ThousandEyes has launched cloud performance monitoring tools. The latest offering provides critical metrics for software running in multi-cloud environments.

ThousandEyes has introduced performance testing and monitoring for applications running on multiple cloud providers, including AWS, Google Cloud Platform and Microsoft Azure. The latest offering can help companies decide  where to run software and track its performance.

ThousandEyes launched this week its first application- and network-layer testing agents on the three primary cloud providers. The company has cloud agents in 55 data centers across the globe, including 15 facilities belonging to AWS, 15 owned by Google Cloud, and 25 held by Microsoft Azure. Also, ThousandEyes has agents in the data centers of colocation partners, such as Equinix and Cogent, in more than 150 cities.

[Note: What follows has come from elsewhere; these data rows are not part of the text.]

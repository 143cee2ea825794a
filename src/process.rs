use std::collections::BTreeSet;

use log::{debug, info};

use crate::config::Params;
use crate::decision::{decide, Decision};
use crate::graph::KnowledgeGraph;
use crate::message::Message;
use crate::{ProcessId, ProposalMap, Result, Value};

/// Protocol stages, in the only order a process goes through them.
#[derive(Debug, Clone, Copy, PartialEq, Eq, PartialOrd, Ord)]
pub enum Stage {
    Init,
    Stage1Collect,
    Stage2Collect,
    Decided,
}

#[derive(Debug, Clone, PartialEq, Eq)]
pub enum Response {
    WaitingForMoreMessages,
    /// The message belongs to a later stage, it has to be handled again once
    /// we get there.
    Defer,
    /// The message belongs to a stage we already left.
    Discarded,
    /// Stage 1 closed, the stage 2 message must go out to everyone.
    Broadcast(Message),
    Decided(Decision),
}

/// The protocol state of a single process.
///
/// `Process` performs no IO: outgoing messages are handed back to the caller
/// and inbound ones are fed through [`Process::handle`].
#[derive(Debug, Clone)]
pub struct Process {
    id: ProcessId,
    params: Params,
    value: Value,
    stage: Stage,
    graph: KnowledgeGraph,
    proposals: ProposalMap,
    received_from: BTreeSet<ProcessId>,
    decision: Option<Decision>,
}

impl Process {
    pub fn new(id: ProcessId, params: Params, value: Value) -> Self {
        Self {
            id,
            params,
            value,
            stage: Stage::Init,
            graph: KnowledgeGraph::new(id),
            proposals: Default::default(),
            received_from: Default::default(),
            decision: None,
        }
    }

    pub fn id(&self) -> ProcessId {
        self.id
    }

    pub fn params(&self) -> &Params {
        &self.params
    }

    pub fn value(&self) -> Value {
        self.value
    }

    pub fn stage(&self) -> Stage {
        self.stage
    }

    pub fn graph(&self) -> &KnowledgeGraph {
        &self.graph
    }

    pub fn proposals(&self) -> &ProposalMap {
        &self.proposals
    }

    pub fn received_from(&self) -> &BTreeSet<ProcessId> {
        &self.received_from
    }

    pub fn decision(&self) -> Option<&Decision> {
        self.decision.as_ref()
    }

    /// Leaves `Init` and returns the messages to broadcast: our stage 1
    /// announcement, followed by our stage 2 message if we alone already
    /// make up L.
    pub fn start(&mut self) -> Vec<Message> {
        if self.stage != Stage::Init {
            return Vec::new();
        }
        self.stage = Stage::Stage1Collect;
        self.graph.add_node(self.id);
        info!("[P{}] proposing {}, entering stage 1", self.id, self.value);

        let mut msgs = vec![Message::Stage1 { from: self.id }];
        msgs.extend(self.try_close_stage1());
        msgs
    }

    pub fn handle(&mut self, msg: Message) -> Result<Response> {
        msg.validate(&self.params)?;

        let resp = match (self.stage, msg) {
            (Stage::Init, _) | (Stage::Stage1Collect, Message::Stage2 { .. }) => Response::Defer,
            (Stage::Stage1Collect, Message::Stage1 { from }) => {
                if self.graph.add_node(from) {
                    debug!(
                        "[P{}] p{} is alive ({}/{})",
                        self.id,
                        from,
                        self.graph.len(),
                        self.params.l
                    );
                }
                match self.try_close_stage1() {
                    Some(stage2) => Response::Broadcast(stage2),
                    None => Response::WaitingForMoreMessages,
                }
            }
            (Stage::Stage2Collect, Message::Stage1 { .. }) | (Stage::Decided, _) => {
                Response::Discarded
            }
            (Stage::Stage2Collect, Message::Stage2 { from, value, known }) => {
                self.proposals.insert(from, value);
                self.graph.add_delivery(from);
                for k in known {
                    self.graph.add_ancestry(k, from);
                }
                self.received_from.insert(from);

                // The node set may have grown, so closure is checked against
                // the graph as it is now.
                if self.stage2_closed() {
                    Response::Decided(self.decide()?)
                } else {
                    debug!(
                        "[P{}] waiting on stage 2 from {:?}",
                        self.id,
                        self.awaiting_stage2()
                    );
                    Response::WaitingForMoreMessages
                }
            }
        };
        Ok(resp)
    }

    /// Processes we know of but have no stage 2 message from yet.
    pub fn awaiting_stage2(&self) -> BTreeSet<ProcessId> {
        self.graph
            .nodes()
            .difference(&self.received_from)
            .copied()
            .collect()
    }

    /// How far the current stage is from its exit condition, as
    /// (accounted for, required).
    pub fn progress(&self) -> (usize, usize) {
        match self.stage {
            Stage::Init => (0, self.params.l),
            Stage::Stage1Collect => (self.graph.len(), self.params.l),
            Stage::Stage2Collect | Stage::Decided => {
                (self.received_from.len(), self.graph.len())
            }
        }
    }

    fn stage2_closed(&self) -> bool {
        &self.received_from == self.graph.nodes()
    }

    fn try_close_stage1(&mut self) -> Option<Message> {
        if self.stage != Stage::Stage1Collect || self.graph.len() < self.params.l {
            return None;
        }
        self.stage = Stage::Stage2Collect;
        let known = self.graph.nodes().clone();
        info!("[P{}] heard from {:?}, entering stage 2", self.id, known);
        Some(Message::Stage2 {
            from: self.id,
            value: self.value,
            known,
        })
    }

    fn decide(&mut self) -> Result<Decision> {
        let decision = decide(&self.graph, &self.proposals, (self.id, self.value))?;
        info!(
            "[P{}] decided {} with initial clique {:?}",
            self.id, decision.value, decision.clique
        );
        self.stage = Stage::Decided;
        self.decision = Some(decision.clone());
        Ok(decision)
    }
}
//! The `helmcurve accuracy` command.

use std::path::PathBuf;

use anyhow::Result;
use comfy_table::{Cell, Table};

use helmcurve_core::model::Split;
use helmcurve_data::DataStore;

use super::resolve_config;

pub fn execute(
    task: String,
    split: Option<Split>,
    data_dir: Option<PathBuf>,
    config_path: Option<PathBuf>,
) -> Result<()> {
    let config = resolve_config(config_path, data_dir)?;
    let store = DataStore::new(&config.data_dir);
    let per_model = store.accuracy_per_model(&task, split)?;

    let mut table = Table::new();
    table.set_header(vec!["Model", "Instances", "Correct", "Accuracy"]);
    for model in &per_model {
        let correct = model.results.iter().filter(|r| r.is_correct).count();
        let accuracy = model
            .mean_accuracy()
            .map(|a| format!("{:.1}%", a * 100.0))
            .unwrap_or_else(|| "-".to_string());
        table.add_row(vec![
            Cell::new(&model.model),
            Cell::new(model.results.len()),
            Cell::new(correct),
            Cell::new(accuracy),
        ]);
    }

    let split = split
        .map(|s| s.to_string())
        .unwrap_or_else(|| "all splits".to_string());
    println!("Task: {task} ({split})");
    println!("{table}");
    Ok(())
}
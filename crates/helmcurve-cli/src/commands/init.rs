//! The `helmcurve init` command.

use anyhow::Result;

pub fn execute() -> Result<()> {
    if std::path::Path::new("helmcurve.toml").exists() {
        println!("helmcurve.toml already exists, skipping.");
    } else {
        std::fs::write("helmcurve.toml", SAMPLE_CONFIG)?;
        println!("Created helmcurve.toml");
    }

    println!("\nNext steps:");
    println!("  1. Edit data_dir in helmcurve.toml (or set HELM_DATA_DIR)");
    println!("  2. Run: helmcurve download --tasks dyck,gsm8k");
    println!("  3. Run: helmcurve analyze --task dyck --models openai_davinci --format all");

    Ok(())
}

const SAMPLE_CONFIG: &str = r#"# helmcurve configuration

# Where tasks.json and {task}/{model}.json live.
data_dir = "./helm-data"

# HELM run outputs; {run} becomes e.g. "gsm:model=openai_davinci".
base_url = "https://storage.googleapis.com/crfm-helm-public/benchmark_output/runs/v1.0/{run}/scenario_state_slim.json"

# JSON object mapping model name to parameter count, for the AUC-vs-size chart.
# Defaults to <data_dir>/models.json.
# models_file = "./models.json"

# Fix the quantile jitter for reproducible reports.
# seed = 0

num_bins = 5
request_timeout_secs = 120
"#;
//! Fetches HELM scenario states into a data directory.

use std::path::Path;
use std::time::Duration;

use anyhow::{Context, Result};
use tracing::instrument;

use crate::catalog::TaskCatalog;
use crate::error::DataError;
use crate::store::{DataStore, TASKS_FILE};

/// Outcome of a download run.
#[derive(Debug, Clone, Default, PartialEq, Eq)]
pub struct DownloadSummary {
    pub tasks: usize,
    pub files: usize,
}

/// Sequential downloader for `{task}/{model}.json` files.
pub struct Downloader {
    base_url: String,
    timeout_secs: u64,
    client: reqwest::Client,
}

impl Downloader {
    /// `base_url` must contain a `{run}` placeholder.
    pub fn new(base_url: impl Into<String>, timeout_secs: u64) -> Result<Self> {
        let base_url = base_url.into();
        anyhow::ensure!(
            base_url.contains("{run}"),
            "base_url must contain a {{run}} placeholder: {base_url}"
        );
        let client = reqwest::Client::builder()
            .timeout(Duration::from_secs(timeout_secs))
            .build()
            .context("failed to build HTTP client")?;
        Ok(Self {
            base_url,
            timeout_secs,
            client,
        })
    }

    /// Write `tasks.json` into `data_dir`, then fetch every model of every
    /// task in `tasks` (all catalog tasks when empty).
    ///
    /// Stops at the first failed request.
    pub async fn download(
        &self,
        data_dir: &Path,
        catalog: &TaskCatalog,
        tasks: &[String],
    ) -> Result<DownloadSummary> {
        std::fs::create_dir_all(data_dir)
            .with_context(|| format!("failed to create {}", data_dir.display()))?;
        catalog.save_json(&data_dir.join(TASKS_FILE))?;

        let selected: Vec<String> = if tasks.is_empty() {
            catalog.names().map(str::to_string).collect()
        } else {
            tasks.to_vec()
        };

        let store = DataStore::new(data_dir);
        let mut summary = DownloadSummary::default();
        for task in &selected {
            let spec = catalog.task(task)?;
            tracing::info!(task = task.as_str(), models = spec.models.len(), "downloading task");
            std::fs::create_dir_all(data_dir.join(task))?;

            for model in &spec.models {
                let url = spec.run_url(&self.base_url, model);
                let body = self.fetch(&url).await?;
                let path = store.model_task_path(task, model);
                std::fs::write(&path, body)
                    .with_context(|| format!("failed to write {}", path.display()))?;
                summary.files += 1;
            }
            summary.tasks += 1;
        }

        tracing::info!(tasks = summary.tasks, files = summary.files, "download complete");
        Ok(summary)
    }

    /// GET one scenario state, returning the compact JSON text.
    #[instrument(skip(self))]
    pub async fn fetch(&self, url: &str) -> Result<String> {
        let response = self.client.get(url).send().await.map_err(|e| {
            if e.is_timeout() {
                DataError::Network(format!("timed out after {}s", self.timeout_secs))
            } else {
                DataError::Network(e.to_string())
            }
        })?;

        let status = response.status().as_u16();
        if !response.status().is_success() {
            return Err(DataError::Http {
                status,
                url: url.to_string(),
            }
            .into());
        }

        let value: serde_json::Value = response
            .json()
            .await
            .with_context(|| format!("invalid JSON from {url}"))?;
        tracing::debug!("fetched {url}");
        Ok(serde_json::to_string(&value)?)
    }
}
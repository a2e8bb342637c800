//! The `helmcurve download` command.

use std::path::PathBuf;

use anyhow::Result;

use helmcurve_data::{default_catalog, Downloader};

use super::{resolve_config, split_list};

pub async fn execute(
    tasks: Option<String>,
    data_dir: Option<PathBuf>,
    config_path: Option<PathBuf>,
) -> Result<()> {
    let config = resolve_config(config_path, data_dir)?;
    let catalog = default_catalog();

    let tasks = tasks.as_deref().map(split_list).unwrap_or_default();
    for task in &tasks {
        catalog.task(task)?;
    }

    let downloader = Downloader::new(config.base_url.clone(), config.request_timeout_secs)?;
    eprintln!(
        "Downloading {} task(s) into {}",
        if tasks.is_empty() {
            catalog.tasks.len()
        } else {
            tasks.len()
        },
        config.data_dir.display()
    );

    let summary = downloader
        .download(&config.data_dir, &catalog, &tasks)
        .await?;
    println!(
        "Downloaded {} files for {} tasks into {}",
        summary.files,
        summary.tasks,
        config.data_dir.display()
    );
    Ok(())
}
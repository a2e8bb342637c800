//! helmcurve-core: Difficulty scoring and agent-characteristic fitting.
//!
//! This crate defines the response data model, the per-task correctness
//! evaluators, and the difficulty / accuracy statistics that the rest of
//! helmcurve builds on. Everything here is pure and synchronous: callers load
//! the data and hand it in.

pub mod accuracy;
pub mod characteristic;
pub mod difficulty;
pub mod discretize;
pub mod engine;
pub mod error;
pub mod evaluator;
pub mod model;
pub mod report;

pub use error::{CoreError, Result};
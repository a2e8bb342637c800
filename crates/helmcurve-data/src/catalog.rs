//! The HELM task catalog (`tasks.json`).
//!
//! Each task names the HELM run it comes from and the models evaluated on
//! it. The built-in catalog covers the reasoning, QA, math and data-wrangling
//! scenarios of HELM v1.0.

use std::collections::{BTreeMap, HashMap};
use std::path::Path;

use anyhow::{Context, Result};
use serde::{Deserialize, Serialize};

use crate::error::DataError;

/// Models evaluated on every default task.
pub const DEFAULT_MODELS: &[&str] = &[
    "ai21_j1-jumbo",
    "ai21_j1-large",
    "ai21_j1-grande",
    "together_bloom",
    "together_t0pp",
    "anthropic_stanford-online-all-v4-s3",
    "cohere_xlarge-20220609",
    "cohere_large-20220720",
    "cohere_medium-20220720",
    "cohere_small-20220720",
    "together_gpt-j-6b",
    "together_gpt-neox-20b",
    "together_t5-11b",
    "together_ul2",
    "together_opt-175b",
    "together_opt-66b",
    "microsoft_TNLGv2_530B",
    "microsoft_TNLGv2_7B",
    "openai_davinci",
    "openai_curie",
    "openai_babbage",
    "openai_ada",
    "openai_text-davinci-002",
    "openai_text-curie-001",
    "openai_text-babbage-001",
    "openai_text-ada-001",
    "openai_code-davinci-002",
    "openai_code-cushman-001",
    "together_glm",
    "together_yalm",
];

/// Code models without runs on the data-wrangling scenarios.
pub const CODE_MODELS: &[&str] = &["openai_code-davinci-002", "openai_code-cushman-001"];

/// Extra run arguments some models need.
pub const DEFAULT_URL_EXTRAS: &[(&str, &str)] = &[
    ("together_t0pp", "stop=hash"),
    ("together_t5-11b", "stop=hash"),
    ("together_ul2", "stop=hash,global_prefix=nlg"),
    ("together_glm", "stop=hash"),
];

/// (task name, run prefix, excludes code models)
const DEFAULT_TASKS: &[(&str, &str, bool)] = &[
    ("synthetic_reasoning_pattern_match", "synthetic_reasoning:mode=pattern_match,", false),
    ("synthetic_reasoning_variable_substitution", "synthetic_reasoning:mode=variable_substitution,", false),
    ("synthetic_reasoning_induction", "synthetic_reasoning:mode=induction,", false),
    ("synthetic_reasoning_natural_easy", "synthetic_reasoning_natural:difficulty=easy,", false),
    ("synthetic_reasoning_natural_hard", "synthetic_reasoning_natural:difficulty=hard,", false),
    ("babi_qa_all", "babi_qa:task=all,", false),
    ("babi_qa_3", "babi_qa:task=3,", false),
    ("babi_qa_15", "babi_qa:task=15,", false),
    ("babi_qa_19", "babi_qa:task=19,", false),
    ("dyck", "dyck_language_np=3:", false),
    ("gsm8k", "gsm:", false),
    ("math", "math:subject=all,level=1,use_official_examples=True,use_chain_of_thought=False,", false),
    ("math_cot", "math:subject=all,level=1,use_official_examples=False,use_chain_of_thought=True,", false),
    ("lsat_qa", "lsat_qa:task=all,method=multiple_choice_joint,", false),
    ("legal_support", "legal_support,method=multiple_choice_joint:", false),
    ("data_imputation_buy", "entity_data_imputation:dataset=Buy,", true),
    ("data_imputation_restaurant", "entity_data_imputation:dataset=Restaurant,", true),
    ("entity_matching_beer", "entity_matching:dataset=Beer,", true),
    ("entity_matching_abt_buy", "entity_matching:dataset=Abt_Buy,", true),
    ("entity_matching_dirty_itunes_amazon", "entity_matching:dataset=Dirty_iTunes_Amazon,", true),
];

/// One task entry of `tasks.json`.
#[derive(Debug, Clone, PartialEq, Serialize, Deserialize)]
pub struct TaskSpec {
    /// Run name prefix, up to and including the separator before `model=`.
    #[serde(default)]
    pub url_param: String,
    /// Models with results for this task.
    pub models: Vec<String>,
    /// Extra run arguments keyed by model.
    #[serde(default)]
    pub url_extras: HashMap<String, String>,
}

impl TaskSpec {
    /// HELM run name for `model`, e.g. `gsm:model=openai_ada`.
    pub fn run_name(&self, model: &str) -> String {
        let mut insert = format!("model={model}");
        if let Some(extra) = self.url_extras.get(model) {
            insert.push(',');
            insert.push_str(extra);
        }
        format!("{}{}", self.url_param, insert)
    }

    /// Download URL for `model` under a `{run}` template.
    pub fn run_url(&self, base_url: &str, model: &str) -> String {
        base_url.replace("{run}", &self.run_name(model))
    }
}

/// All tasks, keyed by task name.
#[derive(Debug, Clone, Default, PartialEq, Serialize, Deserialize)]
#[serde(transparent)]
pub struct TaskCatalog {
    pub tasks: BTreeMap<String, TaskSpec>,
}

impl TaskCatalog {
    /// Look up a task.
    pub fn task(&self, name: &str) -> Result<&TaskSpec, DataError> {
        self.tasks
            .get(name)
            .ok_or_else(|| DataError::UnknownTask(name.to_string()))
    }

    /// Task names in sorted order.
    pub fn names(&self) -> impl Iterator<Item = &str> {
        self.tasks.keys().map(String::as_str)
    }

    /// Read a catalog from a `tasks.json` file.
    pub fn load_json(path: &Path) -> Result<Self> {
        let content = std::fs::read_to_string(path)
            .with_context(|| format!("failed to read task catalog: {}", path.display()))?;
        serde_json::from_str(&content)
            .with_context(|| format!("failed to parse task catalog: {}", path.display()))
    }

    /// Write the catalog as `tasks.json`.
    pub fn save_json(&self, path: &Path) -> Result<()> {
        if let Some(parent) = path.parent() {
            std::fs::create_dir_all(parent)?;
        }
        let json = serde_json::to_string_pretty(self).context("failed to serialize task catalog")?;
        std::fs::write(path, json)
            .with_context(|| format!("failed to write task catalog to {}", path.display()))
    }
}

/// The built-in HELM v1.0 catalog.
pub fn default_catalog() -> TaskCatalog {
    let extras: HashMap<String, String> = DEFAULT_URL_EXTRAS
        .iter()
        .map(|(m, e)| (m.to_string(), e.to_string()))
        .collect();

    let tasks = DEFAULT_TASKS
        .iter()
        .map(|(name, url_param, no_code_models)| {
            let models = DEFAULT_MODELS
                .iter()
                .filter(|m| !(*no_code_models && CODE_MODELS.contains(m)))
                .map(|m| m.to_string())
                .collect();
            (
                name.to_string(),
                TaskSpec {
                    url_param: url_param.to_string(),
                    models,
                    url_extras: extras.clone(),
                },
            )
        })
        .collect();

    TaskCatalog { tasks }
}
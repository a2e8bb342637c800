//! Core error types.
//!
//! Every failure here is fatal for the task or model being processed. Callers
//! surface them to the user; nothing in the core retries or falls back.

use thiserror::Error;

/// Errors raised by the difficulty and accuracy computations.
#[derive(Debug, Error)]
pub enum CoreError {
    /// A response violates the benchmark data contract (reference or
    /// completion count is not exactly one).
    #[error("data integrity violation for instance {instance_id}: {message}")]
    DataIntegrity {
        instance_id: String,
        message: String,
    },

    /// An expected answer does not contain the marker its evaluator extracts.
    #[error("failed to parse expected answer {expected:?}: missing {marker}")]
    Parse { expected: String, marker: &'static str },

    /// A mean or fit was requested over zero elements.
    #[error("insufficient data: {0}")]
    InsufficientData(String),

    /// The logistic fit did not converge or the data is degenerate.
    #[error("logistic fit failed: {0}")]
    Convergence(String),

    /// The caller passed an argument outside the supported range.
    #[error("invalid argument: {0}")]
    InvalidArgument(String),
}

impl CoreError {
    pub(crate) fn integrity(instance_id: &str, message: impl Into<String>) -> Self {
        CoreError::DataIntegrity {
            instance_id: instance_id.to_string(),
            message: message.into(),
        }
    }
}

/// Result alias used throughout the core.
pub type Result<T> = std::result::Result<T, CoreError>;
//! The `helmcurve analyze` command.

use std::path::PathBuf;

use anyhow::Result;
use rand::SeedableRng;
use rand_chacha::ChaCha8Rng;

use helmcurve_core::discretize::DifficultyAxis;
use helmcurve_core::engine::{AnalysisConfig, AnalysisEngine};
use helmcurve_core::model::Split;
use helmcurve_core::report::{DifficultyReport, PlotKind};
use helmcurve_data::{load_model_params, DataStore};
use helmcurve_report::write_html_report;

use super::{resolve_config, split_list};

pub struct AnalyzeArgs {
    pub task: String,
    pub models: String,
    pub plot: PlotKind,
    pub axis: DifficultyAxis,
    pub num_bins: Option<usize>,
    pub num_options: Option<usize>,
    pub split: Option<Split>,
    pub seed: Option<u64>,
    pub output: PathBuf,
    pub format: String,
    pub models_file: Option<PathBuf>,
    pub data_dir: Option<PathBuf>,
    pub config: Option<PathBuf>,
}

pub fn execute(args: AnalyzeArgs) -> Result<()> {
    let config = resolve_config(args.config, args.data_dir)?;

    let selected = split_list(&args.models);
    anyhow::ensure!(!selected.is_empty(), "--models must name at least one model");
    let num_bins = args.num_bins.unwrap_or(config.num_bins);
    anyhow::ensure!(num_bins >= 1, "num-bins must be at least 1");
    if let Some(n) = args.num_options {
        anyhow::ensure!(n >= 1, "num-options must be at least 1");
    }

    let formats = parse_formats(&args.format)?;

    let store = DataStore::new(&config.data_dir);
    let per_model = store.accuracy_per_model(&args.task, args.split)?;
    let params = load_model_params(&args.models_file.unwrap_or_else(|| config.models_path()))?;
    for model in selected.iter().filter(|m| !params.contains_key(m.as_str())) {
        tracing::warn!(
            model = model.as_str(),
            "no parameter count, model left out of the AUC-vs-size series"
        );
    }

    let seed = args.seed.or(config.seed);
    let mut rng = match seed {
        Some(seed) => ChaCha8Rng::seed_from_u64(seed),
        None => ChaCha8Rng::from_entropy(),
    };

    let engine = AnalysisEngine::new(AnalysisConfig {
        plot: args.plot,
        axis: args.axis,
        num_bins,
        num_options: args.num_options,
        split: args.split,
        seed,
    });

    eprintln!(
        "helmcurve v{}: analyzing {} ({} models, {} selected)",
        env!("CARGO_PKG_VERSION"),
        args.task,
        per_model.len(),
        selected.len()
    );
    let report = engine.run(&args.task, &per_model, &selected, &params, &mut rng)?;
    tracing::info!(
        task = args.task.as_str(),
        instances = report.instance_count,
        "analysis complete"
    );

    print_summary(&report);

    std::fs::create_dir_all(&args.output)?;
    let timestamp = report.created_at.format("%Y-%m-%dT%H%M%S");
    for fmt in formats {
        match fmt {
            OutputFormat::Json => {
                let path = args.output.join(format!("{}-{timestamp}.json", args.task));
                report.save_json(&path)?;
                eprintln!("Results saved to: {}", path.display());
            }
            OutputFormat::Html => {
                let path = args.output.join(format!("{}-{timestamp}.html", args.task));
                write_html_report(&report, &path)?;
                eprintln!("HTML report: {}", path.display());
            }
        }
    }

    Ok(())
}

#[derive(Debug, Clone, Copy, PartialEq, Eq)]
enum OutputFormat {
    Json,
    Html,
}

fn parse_formats(s: &str) -> Result<Vec<OutputFormat>> {
    if s == "all" {
        return Ok(vec![OutputFormat::Json, OutputFormat::Html]);
    }
    s.split(',')
        .map(|f| match f.trim() {
            "json" => Ok(OutputFormat::Json),
            "html" => Ok(OutputFormat::Html),
            other => anyhow::bail!("unknown output format: {other} (expected json, html or all)"),
        })
        .collect()
}

fn print_summary(report: &DifficultyReport) {
    use comfy_table::{Cell, Table};

    let mut table = Table::new();
    table.set_header(vec!["Model", "Accuracy", "AUC", "log10(params)"]);

    for point in &report.auc {
        let accuracy = report
            .models
            .iter()
            .find(|m| m.model == point.model)
            .and_then(|m| m.accuracy)
            .map(|a| format!("{:.1}%", a * 100.0))
            .unwrap_or_else(|| "-".to_string());
        let log_params = point
            .log_params
            .map(|p| format!("{p:.2}"))
            .unwrap_or_else(|| "-".to_string());
        table.add_row(vec![
            Cell::new(&point.model),
            Cell::new(accuracy),
            Cell::new(format!("{:.3}", point.auc)),
            Cell::new(log_params),
        ]);
    }

    println!("{table}");
}
//! helmcurve configuration.

use std::path::{Path, PathBuf};

use anyhow::{Context, Result};
use serde::{Deserialize, Serialize};

/// Public HELM v1.0 run outputs; `{run}` is replaced by the run name.
pub const DEFAULT_BASE_URL: &str =
    "https://storage.googleapis.com/crfm-helm-public/benchmark_output/runs/v1.0/{run}/scenario_state_slim.json";

/// Environment variable overriding the data directory.
pub const DATA_DIR_ENV: &str = "HELM_DATA_DIR";

/// Top-level helmcurve configuration.
#[derive(Debug, Clone, Serialize, Deserialize)]
pub struct HelmcurveConfig {
    /// Directory holding `tasks.json` and `{task}/{model}.json`.
    #[serde(default = "default_data_dir")]
    pub data_dir: PathBuf,
    /// Run URL template containing `{run}`.
    #[serde(default = "default_base_url")]
    pub base_url: String,
    /// JSON map of model name to parameter count.
    #[serde(default)]
    pub models_file: Option<PathBuf>,
    /// Seed for the quantile jitter; unseeded when absent.
    #[serde(default)]
    pub seed: Option<u64>,
    /// Default bucket count for binned plots.
    #[serde(default = "default_num_bins")]
    pub num_bins: usize,
    /// HTTP timeout for downloads in seconds.
    #[serde(default = "default_timeout")]
    pub request_timeout_secs: u64,
}

fn default_data_dir() -> PathBuf {
    PathBuf::from("./helm-data")
}
fn default_base_url() -> String {
    DEFAULT_BASE_URL.to_string()
}
fn default_num_bins() -> usize {
    5
}
fn default_timeout() -> u64 {
    120
}

impl Default for HelmcurveConfig {
    fn default() -> Self {
        Self {
            data_dir: default_data_dir(),
            base_url: default_base_url(),
            models_file: None,
            seed: None,
            num_bins: default_num_bins(),
            request_timeout_secs: default_timeout(),
        }
    }
}

impl HelmcurveConfig {
    /// Path of the parameter-count file, defaulting to `<data_dir>/models.json`.
    pub fn models_path(&self) -> PathBuf {
        self.models_file
            .clone()
            .unwrap_or_else(|| self.data_dir.join("models.json"))
    }
}

/// Resolve environment variable references like `${VAR_NAME}` in a string.
fn resolve_env_vars(s: &str) -> String {
    let mut result = s.to_string();
    while let Some(start) = result.find("${") {
        if let Some(end) = result[start..].find('}') {
            let var_name = &result[start + 2..start + end];
            let value = std::env::var(var_name).unwrap_or_default();
            result = format!(
                "{}{}{}",
                &result[..start],
                value,
                &result[start + end + 1..]
            );
        } else {
            break;
        }
    }
    result
}

fn resolve_path(path: &Path) -> PathBuf {
    PathBuf::from(resolve_env_vars(&path.to_string_lossy()))
}

/// Load configuration from well-known paths.
///
/// Search order:
/// 1. `helmcurve.toml` in the current directory
/// 2. `~/.config/helmcurve/config.toml`
///
/// `HELM_DATA_DIR` overrides the data directory.
pub fn load_config() -> Result<HelmcurveConfig> {
    load_config_from(None)
}

/// Load config from an explicit path, or search the default locations.
pub fn load_config_from(path: Option<&Path>) -> Result<HelmcurveConfig> {
    let config_path = if let Some(p) = path {
        if p.exists() {
            Some(p.to_path_buf())
        } else {
            anyhow::bail!("config file not found: {}", p.display());
        }
    } else {
        let local = PathBuf::from("helmcurve.toml");
        if local.exists() {
            Some(local)
        } else if let Some(home) = dirs_path() {
            let global = home.join("config.toml");
            if global.exists() {
                Some(global)
            } else {
                None
            }
        } else {
            None
        }
    };

    let mut config = match config_path {
        Some(path) => {
            tracing::debug!("loading config from {}", path.display());
            let content = std::fs::read_to_string(&path)
                .with_context(|| format!("failed to read config: {}", path.display()))?;
            toml::from_str::<HelmcurveConfig>(&content)
                .with_context(|| format!("failed to parse config: {}", path.display()))?
        }
        None => HelmcurveConfig::default(),
    };

    if let Ok(dir) = std::env::var(DATA_DIR_ENV) {
        config.data_dir = PathBuf::from(dir);
    }

    config.data_dir = resolve_path(&config.data_dir);
    config.models_file = config.models_file.as_deref().map(resolve_path);
    config.base_url = resolve_env_vars(&config.base_url);
    anyhow::ensure!(
        config.base_url.contains("{run}"),
        "base_url must contain a {{run}} placeholder: {}",
        config.base_url
    );

    Ok(config)
}

fn dirs_path() -> Option<PathBuf> {
    std::env::var("HOME")
        .ok()
        .map(|h| PathBuf::from(h).join(".config").join("helmcurve"))
}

"Most of the enterprises I talk to are still using just a single cloud provider, but some of them are using multiple regions from that provider," said Shamus McGillicuddy, an analyst at Enterprise Management Associates, based in Boulder, Colo. "This new offering will help with that, [and] as they add new providers to their cloud architectures, the value of this ThousandEyes enhancement will increase."

How ThousandEyes cloud performance monitoring works

Agents are applications deployed on a virtual machine or as a Linux software package or Docker container. Companies that take out an agent subscription through the ThousandEyes portal will be able to do performance testing on multiple application layers between workloads running on different cloud data centers.

Testable layers include HTTP, webpage loads, scripted transactions, FTP, Session Initiation Protocol and Real-time Transport Protocol. The agents can also do DNS tracing.

On the network side, the agents can trace the traffic path from one router to another and test for packet loss, latency and jitter. They also can test and monitor the performance of the Border Gateway Protocol that manages how switches route packets across the network.

The network metrics, along with all information gathered from the application layers, are displayed on the ThousandEyes user interface.

Before the latest release, a company would only be able to use ThousandEyes technology to do cloud performance monitoring between workloads on a private data center and an IaaS provider. With the new cloud agents, a company, for example, could also test and monitor connections between an e-commerce site running on the IaaS platform and a cloud-based ratings engine or payment processor, such as PayPal.

"If you have an application that spans multiple cloud regions or multiple cloud providers, you now have the ability to visualize performance problems across complex cloud architectures," McGillicuddy said.

Worldwide spending on cloud services, including IaaS, PaaS and SaaS, will reach $160 billion this year, an increase of 23.2% over 2017, IDC predicts. By 2021, spending will total $277 billion.

ThousandEyes sells its technology by annual subscription, based on usage and initial deployments. Pricing typically starts at $25,000, said Alex Henthorn-Iwane, a vice president of product marketing at ThousandEyes.